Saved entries
*** Block opens ***

//! Types for the processor module.

use chrono::{DateTime, Utc};
use serde::{Deserialize, Serialize};
use std::path::PathBuf;
use uuid::Uuid;

/// Step of a task that failed.
#[derive(Debug, Clone, Copy, PartialEq, Eq, Serialize, Deserialize)]
#[serde(rename_all = "snake_case")]
pub enum FailureStage {
    /// Waiting for a governor slot timed out.
    Slot,
    /// ffmpeg failed or could not be started.
    Conversion,
    /// The original could not be backed up.
    Backup,
    /// The converted output could not replace the original.
    Replace,
    /// The batch was interrupted while the task was in flight.
    Interrupted,
}

impl std::fmt::Display for FailureStage {
    fn fmt(&self, f: &mut std::fmt::Formatter<'_>) -> std::fmt::Result {
        let s = match self {
            Self::Slot => "slot",
            Self::Conversion => "conversion",
            Self::Backup => "backup",
            Self::Replace => "replace",
            Self::Interrupted => "interrupted",
        };
        f.write_str(s)
    }
}

/// Lifecycle of one file in a batch.
#[derive(Debug, Clone, PartialEq, Eq)]
pub enum TaskStatus {
    Pending,
    Running,
    Succeeded,
    Failed { stage: FailureStage, error: String },
}

/// One file to convert, owned by the worker running it.
#[derive(Debug, Clone)]
pub struct ConversionTask {
    /// Original file.
    pub input_path: PathBuf,
    /// Temporary converted output.
    pub output_path: PathBuf,
    /// Where the converted content ends up.
    pub final_path: PathBuf,
    pub status: TaskStatus,
}

impl ConversionTask {
    /// Creates a pending task that replaces `input_path` in place.
    pub fn new(input_path: PathBuf, output_path: PathBuf) -> Self {
        Self {
            final_path: input_path.clone(),
            input_path,
            output_path,
            status: TaskStatus::Pending,
        }
    }

    pub(crate) fn fail(&mut self, stage: FailureStage, error: impl Into<String>) {
        self.status = TaskStatus::Failed {
            stage,
            error: error.into(),
        };
    }

    /// Display name used in logs.
    pub fn file_name(&self) -> String {
        self.input_path
            .file_name()
            .map(|n| n.to_string_lossy().to_string())
            .unwrap_or_else(|| self.input_path.display().to_string())
    }
}

/// A file that failed, for the batch summary.
#[derive(Debug, Clone, PartialEq, Eq, Serialize, Deserialize)]
pub struct FailedFile {
    pub path: PathBuf,
    pub stage: FailureStage,
    pub error: String,
}

/// Aggregate outcome of a batch run. Task order is not recorded.
#[derive(Debug, Clone, Serialize, Deserialize)]
pub struct BatchSummary {
    pub run_id: Uuid,
    /// Eligible files found.
    pub total: usize,
    pub succeeded: usize,
    pub failed: usize,
    /// Files never dispatched because the run was interrupted.
    pub skipped: usize,
    /// Whether the run was interrupted.
    pub interrupted: bool,
    pub started_at: DateTime<Utc>,
    pub finished_at: DateTime<Utc>,
    pub failures: Vec<FailedFile>,
}

impl BatchSummary {
    /// Summary of a run that found nothing to do.
    pub fn empty(run_id: Uuid, started_at: DateTime<Utc>) -> Self {
        Self {
            run_id,
            total: 0,
            succeeded: 0,
            failed: 0,
            skipped: 0,
            interrupted: false,
            started_at,
            finished_at: Utc::now(),
            failures: Vec::new(),
        }
    }

    /// Folds finished tasks into the counts.
    pub(crate) fn record(&mut self, task: ConversionTask) {
        match task.status {
            TaskStatus::Succeeded => self.succeeded += 1,
            TaskStatus::Failed { stage, error } => {
                self.failed += 1;
                self.failures.push(FailedFile {
                    path: task.input_path,
                    stage,
                    error,
                });
            }
            TaskStatus::Pending | TaskStatus::Running => self.skipped += 1,
        }
    }

    /// True when every file converted.
    pub fn is_success(&self) -> bool {
        self.failed == 0 && self.skipped == 0 && !self.interrupted
    }

    pub fn duration_ms(&self) -> i64 {
        (self.finished_at - self.started_at).num_milliseconds()
    }
}

#[cfg(test)]
mod tests {
    use super::*;

    #[test]
    fn test_task_defaults_to_in_place_replacement() {
        let task = ConversionTask::new("/v/a.mp4".into(), "/t/a_mp4_fixed.mp4".into());
        assert_eq!(task.final_path, PathBuf::from("/v/a.mp4"));
        assert_eq!(task.status, TaskStatus::Pending);
        assert_eq!(task.file_name(), "a.mp4");
    }

    #[test]
    fn test_summary_record() {
        let mut summary = BatchSummary::empty(Uuid::new_v4(), Utc::now());

        let mut ok = ConversionTask::new("/v/a.mp4".into(), "/t/a.mp4".into());
        ok.status = TaskStatus::Succeeded;
        let mut bad = ConversionTask::new("/v/b.mp4".into(), "/t/b.mp4".into());
        bad.fail(FailureStage::Conversion, "exit 1");
        let pending = ConversionTask::new("/v/c.mp4".into(), "/t/c.mp4".into());

        summary.record(ok);
        summary.record(bad);
        summary.record(pending);

        assert_eq!(summary.succeeded, 1);
        assert_eq!(summary.failed, 1);
        assert_eq!(summary.skipped, 1);
        assert_eq!(summary.failures[0].stage, FailureStage::Conversion);
        assert!(!summary.is_success());
    }

    #[test]
    fn test_summary_serializes_stage_snake_case() {
        let failed = FailedFile {
            path: "/v/b.mp4".into(),
            stage: FailureStage::Interrupted,
            error: "cancelled".into(),
        };
        let json = serde_json::to_string(&failed).unwrap();
        assert!(json.contains("\"stage\":\"interrupted\""));
    }
}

*** Block closes ***

### Try it
Write out every entry word for word.

### Worked solution
//! Types for the processor module.

use chrono::{DateTime, Utc};
use serde::{Deserialize, Serialize};
use std::path::PathBuf;
use uuid::Uuid;

/// Step of a task that failed.
#[derive(Debug, Clone, Copy, PartialEq, Eq, Serialize, Deserialize)]
#[serde(rename_all = "snake_case")]
pub enum FailureStage {
    /// Waiting for a governor slot timed out.
    Slot,
    /// ffmpeg failed or could not be started.
    Conversion,
    /// The original could not be backed up.
    Backup,
    /// The converted output could not replace the original.
    Replace,
    /// The batch was interrupted while the task was in flight.
    Interrupted,
}

impl std::fmt::Display for FailureStage {
    fn fmt(&self, f: &mut std::fmt::Formatter<'_>) -> std::fmt::Result {
        let s = match self {
            Self::Slot => "slot",
            Self::Conversion => "conversion",
            Self::Backup => "backup",
            Self::Replace => "replace",
            Self::Interrupted => "interrupted",
        };
        f.write_str(s)
    }
}

/// Lifecycle of one file in a batch.
#[derive(Debug, Clone, PartialEq, Eq)]
pub enum TaskStatus {
    Pending,
    Running,
    Succeeded,
    Failed { stage: FailureStage, error: String },
}

/// One file to convert, owned by the worker running it.
#[derive(Debug, Clone)]
pub struct ConversionTask {
    /// Original file.
    pub input_path: PathBuf,
    /// Temporary converted output.
    pub output_path: PathBuf,
    /// Where the converted content ends up.
    pub final_path: PathBuf,
    pub status: TaskStatus,
}

impl ConversionTask {
    /// Creates a pending task that replaces `input_path` in place.
    pub fn new(input_path: PathBuf, output_path: PathBuf) -> Self {
        Self {
            final_path: input_path.clone(),
            input_path,
            output_path,
            status: TaskStatus::Pending,
        }
    }

    pub(crate) fn fail(&mut self, stage: FailureStage, error: impl Into<String>) {
        self.status = TaskStatus::Failed {
            stage,
            error: error.into(),
        };
    }

    /// Display name used in logs.
    pub fn file_name(&self) -> String {
        self.input_path
            .file_name()
            .map(|n| n.to_string_lossy().to_string())
            .unwrap_or_else(|| self.input_path.display().to_string())
    }
}

/// A file that failed, for the batch summary.
#[derive(Debug, Clone, PartialEq, Eq, Serialize, Deserialize)]
pub struct FailedFile {
    pub path: PathBuf,
    pub stage: FailureStage,
    pub error: String,
}

/// Aggregate outcome of a batch run. Task order is not recorded.
#[derive(Debug, Clone, Serialize, Deserialize)]
pub struct BatchSummary {
    pub run_id: Uuid,
    /// Eligible files found.
    pub total: usize,
    pub succeeded: usize,
    pub failed: usize,
    /// Files never dispatched because the run was interrupted.
    pub skipped: usize,
    /// Whether the run was interrupted.
    pub interrupted: bool,
    pub started_at: DateTime<Utc>,
    pub finished_at: DateTime<Utc>,
    pub failures: Vec<FailedFile>,
}

impl BatchSummary {
    /// Summary of a run that found nothing to do.
    pub fn empty(run_id: Uuid, started_at: DateTime<Utc>) -> Self {
        Self {
            run_id,
            total: 0,
            succeeded: 0,
            failed: 0,
            skipped: 0,
            interrupted: false,
            started_at,
            finished_at: Utc::now(),
            failures: Vec::new(),
        }
    }

    /// Folds finished tasks into the counts.
    pub(crate) fn record(&mut self, task: ConversionTask) {
        match task.status {
            TaskStatus::Succeeded => self.succeeded += 1,
            TaskStatus::Failed { stage, error } => {
                self.failed += 1;
                self.failures.push(FailedFile {
                    path: task.input_path,
                    stage,
                    error,
                });
            }
            TaskStatus::Pending | TaskStatus::Running => self.skipped += 1,
        }
    }

    /// True when every file converted.
    pub fn is_success(&self) -> bool {
        self.failed == 0 && self.skipped == 0 && !self.interrupted
    }

    pub fn duration_ms(&self) -> i64 {
        (self.finished_at - self.started_at).num_milliseconds()
    }
}

#[cfg(test)]
mod tests {
    use super::*;

    #[test]
    fn test_task_defaults_to_in_place_replacement() {
        let task = ConversionTask::new("/v/a.mp4".into(), "/t/a_mp4_fixed.mp4".into());
        assert_eq!(task.final_path, PathBuf::from("/v/a.mp4"));
        assert_eq!(task.status, TaskStatus::Pending);
        assert_eq!(task.file_name(), "a.mp4");
    }

    #[test]
    fn test_summary_record() {
        let mut summary = BatchSummary::empty(Uuid::new_v4(), Utc::now());

        let mut ok = ConversionTask::new("/v/a.mp4".into(), "/t/a.mp4".into());
        ok.status = TaskStatus::Succeeded;
        let mut bad = ConversionTask::new("/v/b.mp4".into(), "/t/b.mp4".into());
        bad.fail(FailureStage::Conversion, "exit 1");
        let pending = ConversionTask::new("/v/c.mp4".into(), "/t/c.mp4".into());

        summary.record(ok);
        summary.record(bad);
        summary.record(pending);

        assert_eq!(summary.succeeded, 1);
        assert_eq!(summary.failed, 1);
        assert_eq!(summary.skipped, 1);
        assert_eq!(summary.failures[0].stage, FailureStage::Conversion);
        assert!(!summary.is_success());
    }

    #[test]
    fn test_summary_serializes_stage_snake_case() {
        let failed = FailedFile {
            path: "/v/b.mp4".into(),
            stage: FailureStage::Interrupted,
            error: "cancelled".into(),
        };
        let json = serde_json::to_string(&failed).unwrap();
        assert!(json.contains("\"stage\":\"interrupted\""));
    }
}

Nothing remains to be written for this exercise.